ASSIGNMENT:
With the line containing "with data (write)." as the start and the line containing "impl fmt::Display for CxlCmd" as the end, transcribe that span of the entries below exactly, including both.

DATASET:
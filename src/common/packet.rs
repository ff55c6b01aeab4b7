//! Memory Packets.
//!
//! A `Packet` is one request or response travelling between the host, the
//! CXL bridge, the CXL device and the back-end medium. Packets are moved from
//! component to component, so exactly one component owns a packet at any
//! simulated instant.
//!
//! The memory command of a packet never changes in place. Crossing a protocol
//! boundary produces a new value: `with_cxl` attaches a CXL.mem tag,
//! `without_cxl` strips it and `into_response` turns a request into its
//! response.

use std::fmt;

use super::error::Fault;
use super::time::Tick;

/// Identifier assigned by the requestor that created a packet.
#[derive(Clone, Copy, Debug, PartialEq, Eq, Hash, PartialOrd, Ord)]
pub struct PacketId(pub u64);

impl fmt::Display for PacketId {
    fn fmt(&self, f: &mut fmt::Formatter<'_>) -> fmt::Result {
        write!(f, "#{}", self.0)
    }
}

/// Memory command carried by a packet.
#[derive(Clone, Copy, Debug, PartialEq, Eq, Hash)]
pub enum MemCmd {
    /// Read request.
    ReadReq,
    /// Write request.
    WriteReq,
    /// Atomic swap (optionally conditional); only serviced on the atomic path.
    SwapReq,
    /// Read response carrying data.
    ReadResp,
    /// Write completion.
    WriteResp,
    /// Swap response carrying the previous memory contents.
    SwapResp,
}

impl MemCmd {
    /// Returns `true` for commands that read memory.
    pub fn is_read(self) -> bool {
        matches!(
            self,
            MemCmd::ReadReq | MemCmd::ReadResp | MemCmd::SwapReq | MemCmd::SwapResp
        )
    }

    /// Returns `true` for commands that write memory.
    pub fn is_write(self) -> bool {
        matches!(
            self,
            MemCmd::WriteReq | MemCmd::WriteResp | MemCmd::SwapReq | MemCmd::SwapResp
        )
    }

    /// Returns `true` for request commands.
    pub fn is_request(self) -> bool {
        matches!(self, MemCmd::ReadReq | MemCmd::WriteReq | MemCmd::SwapReq)
    }

    /// Returns `true` for response commands.
    pub fn is_response(self) -> bool {
        !self.is_request()
    }

    /// The response command matching a request, `None` for responses.
    pub fn response(self) -> Option<MemCmd> {
        match self {
            MemCmd::ReadReq => Some(MemCmd::ReadResp),
            MemCmd::WriteReq => Some(MemCmd::WriteResp),
            MemCmd::SwapReq => Some(MemCmd::SwapResp),
            _ => None,
        }
    }
}

impl fmt::Display for MemCmd {
    fn fmt(&self, f: &mut fmt::Formatter<'_>) -> fmt::Result {
        let s = match self {
            MemCmd::ReadReq => "ReadReq",
            MemCmd::WriteReq => "WriteReq",
            MemCmd::SwapReq => "SwapReq",
            MemCmd::ReadResp => "ReadResp",
            MemCmd::WriteResp => "WriteResp",
            MemCmd::SwapResp => "SwapResp",
        };
        f.write_str(s)
    }
}

/// CXL.mem message class attached to packets inside the CXL range.
#[derive(Clone, Copy, Debug, PartialEq, Eq, Hash)]
pub enum CxlCmd {
    /// Master-to-subordinate request without data (read).
    M2SReq,
    /// Master-to-subordinate request with data (write).
    M2SRwD,
    /// Subordinate-to-master data response (read completion).
    S2MDRS,
    /// Subordinate-to-master no-data response (write completion).
    S2MNDR,
}

impl CxlCmd {
    /// Returns `true` for host-to-device messages.
    pub fn is_m2s(self) -> bool {
        matches!(self, CxlCmd::M2SReq | CxlCmd::M2SRwD)
    }

    /// The request tag matching a memory command, if CXL.mem carries it.
    pub fn for_request(cmd: MemCmd) -> Option<CxlCmd> {
        match cmd {
            MemCmd::ReadReq => Some(CxlCmd::M2SReq),
            MemCmd::WriteReq => Some(CxlCmd::M2SRwD),
            _ => None,
        }
    }

    /// The response tag matching a memory command, if CXL.mem carries it.
    pub fn for_response(cmd: MemCmd) -> Option<CxlCmd> {
        match cmd {
            MemCmd::ReadResp => Some(CxlCmd::S2MDRS),
            MemCmd::WriteResp => Some(CxlCmd::S2MNDR),
            _ => None,
        }
    }
}

impl fmt::Display for CxlCmd {
    fn fmt(&self, f: &mut fmt::Formatter<'_>) -> fmt::Result {
        let s = match self {
            CxlCmd::M2SReq => "M2SReq",
            CxlCmd::M2SRwD => "M2SRwD",
            CxlCmd::S2MDRS => "S2MDRS",
            CxlCmd::S2MNDR => "S2MNDR",
        };
        f.write_str(s)
    }
}

/// A request or response in flight.
#[derive(Clone, Debug)]
pub struct Packet {
    id: PacketId,
    cmd: MemCmd,
    cxl: Option<CxlCmd>,
    addr: u64,
    size: u64,
    needs_response: bool,
    qos: u8,
    created_at: Tick,
    header_delay: Tick,
    payload_delay: Tick,
    data: Option<Vec<u8>>,
    condition: Option<u64>,
}

impl Packet {
    fn new(id: PacketId, cmd: MemCmd, addr: u64, size: u64, now: Tick) -> Self {
        Self {
            id,
            cmd,
            cxl: None,
            addr,
            size,
            needs_response: true,
            qos: 0,
            created_at: now,
            header_delay: 0,
            payload_delay: 0,
            data: None,
            condition: None,
        }
    }

    /// Creates a read request of `size` bytes.
    pub fn read(id: PacketId, addr: u64, size: u64, now: Tick) -> Self {
        Self::new(id, MemCmd::ReadReq, addr, size, now)
    }

    /// Creates a write request carrying `data`.
    pub fn write(id: PacketId, addr: u64, data: Vec<u8>, now: Tick) -> Self {
        let mut pkt = Self::new(id, MemCmd::WriteReq, addr, data.len() as u64, now);
        pkt.data = Some(data);
        pkt
    }

    /// Creates a write request of `size` bytes whose contents are not modeled.
    pub fn write_sized(id: PacketId, addr: u64, size: u64, now: Tick) -> Self {
        Self::new(id, MemCmd::WriteReq, addr, size, now)
    }

    /// Creates a swap request. With a `condition` the swap only takes place if
    /// memory currently holds that value.
    pub fn swap(id: PacketId, addr: u64, data: Vec<u8>, condition: Option<u64>, now: Tick) -> Self {
        let mut pkt = Self::new(id, MemCmd::SwapReq, addr, data.len() as u64, now);
        pkt.data = Some(data);
        pkt.condition = condition;
        pkt
    }

    /// Sets the QoS priority of the request.
    pub fn with_qos(mut self, qos: u8) -> Self {
        self.qos = qos;
        self
    }

    /// Marks the packet as not expecting a response.
    pub fn posted(mut self) -> Self {
        self.needs_response = false;
        self
    }

    /// Adds interconnect transfer delay still to be consumed by the next hop.
    pub fn with_transfer_delay(mut self, header: Tick, payload: Tick) -> Self {
        self.header_delay += header;
        self.payload_delay += payload;
        self
    }

    /// Attaches a CXL.mem tag after checking it agrees with the memory command.
    pub fn with_cxl(mut self, tag: CxlCmd) -> Result<Self, Fault> {
        let consistent = match tag {
            CxlCmd::M2SReq => self.cmd == MemCmd::ReadReq && self.needs_response,
            CxlCmd::M2SRwD => self.cmd == MemCmd::WriteReq && self.needs_response,
            CxlCmd::S2MDRS => self.cmd == MemCmd::ReadResp,
            CxlCmd::S2MNDR => self.cmd == MemCmd::WriteResp,
        };
        if !consistent {
            return Err(Fault::CommandMismatch {
                id: self.id,
                cmd: self.cmd,
                tag,
            });
        }
        self.cxl = Some(tag);
        Ok(self)
    }

    /// Removes the CXL.mem tag.
    pub fn without_cxl(mut self) -> Self {
        self.cxl = None;
        self
    }

    /// Turns a request into its response. Read data, if any, stays attached.
    pub fn into_response(mut self) -> Result<Self, Fault> {
        let resp = match self.cmd.response() {
            Some(resp) if self.needs_response => resp,
            _ => {
                return Err(Fault::UnexpectedCommand {
                    id: self.id,
                    cmd: self.cmd,
                    context: "response requested",
                })
            }
        };
        self.cmd = resp;
        self.cxl = None;
        self.needs_response = false;
        self.condition = None;
        if resp == MemCmd::WriteResp {
            self.data = None;
        }
        Ok(self)
    }

    /// Consumes the header and payload delay accumulated by the previous hop.
    pub fn take_transfer_delay(&mut self) -> Tick {
        let delay = self.header_delay + self.payload_delay;
        self.header_delay = 0;
        self.payload_delay = 0;
        delay
    }

    /// Serves this read from a queued write that covers it.
    ///
    /// # Returns
    ///
    /// `true` if the read was satisfied and now carries the write's data.
    pub fn satisfy_from(&mut self, write: &Packet) -> bool {
        if self.cmd != MemCmd::ReadReq || write.cmd != MemCmd::WriteReq {
            return false;
        }
        let Some(src) = write.data.as_ref() else {
            return false;
        };
        let covers = self.addr >= write.addr && self.addr + self.size <= write.addr + write.size;
        if !covers {
            return false;
        }
        let off = (self.addr - write.addr) as usize;
        self.data = Some(src[off..off + self.size as usize].to_vec());
        true
    }

    pub fn id(&self) -> PacketId {
        self.id
    }

    pub fn cmd(&self) -> MemCmd {
        self.cmd
    }

    pub fn cxl(&self) -> Option<CxlCmd> {
        self.cxl
    }

    pub fn addr(&self) -> u64 {
        self.addr
    }

    pub fn size(&self) -> u64 {
        self.size
    }

    pub fn qos(&self) -> u8 {
        self.qos
    }

    pub fn created_at(&self) -> Tick {
        self.created_at
    }

    pub fn needs_response(&self) -> bool {
        self.needs_response
    }

    pub fn is_read(&self) -> bool {
        self.cmd.is_read()
    }

    pub fn is_write(&self) -> bool {
        self.cmd.is_write()
    }

    /// Compare value of a conditional swap.
    pub fn condition(&self) -> Option<u64> {
        self.condition
    }

    /// Payload bytes, when the packet carries data.
    pub fn data(&self) -> Option<&[u8]> {
        self.data.as_deref()
    }

    /// Replaces the payload, e.g. with data read from the backing store.
    pub fn set_data(&mut self, data: Vec<u8>) {
        self.data = Some(data);
    }
}

impl fmt::Display for Packet {
    fn fmt(&self, f: &mut fmt::Formatter<'_>) -> fmt::Result {
        write!(f, "{} {} [{:#x}:{:#x}]", self.id, self.cmd, self.addr, self.addr + self.size)?;
        if let Some(tag) = self.cxl {
            write!(f, " ({tag})")?;
        }
        Ok(())
    }
}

WORKED SOLUTION:
    /// Master-to-subordinate request with data (write).
    M2SRwD,
    /// Subordinate-to-master data response (read completion).
    S2MDRS,
    /// Subordinate-to-master no-data response (write completion).
    S2MNDR,
}

impl CxlCmd {
    /// Returns `true` for host-to-device messages.
    pub fn is_m2s(self) -> bool {
        matches!(self, CxlCmd::M2SReq | CxlCmd::M2SRwD)
    }

    /// The request tag matching a memory command, if CXL.mem carries it.
    pub fn for_request(cmd: MemCmd) -> Option<CxlCmd> {
        match cmd {
            MemCmd::ReadReq => Some(CxlCmd::M2SReq),
            MemCmd::WriteReq => Some(CxlCmd::M2SRwD),
            _ => None,
        }
    }

    /// The response tag matching a memory command, if CXL.mem carries it.
    pub fn for_response(cmd: MemCmd) -> Option<CxlCmd> {
        match cmd {
            MemCmd::ReadResp => Some(CxlCmd::S2MDRS),
            MemCmd::WriteResp => Some(CxlCmd::S2MNDR),
            _ => None,
        }
    }
}

impl fmt::Display for CxlCmd {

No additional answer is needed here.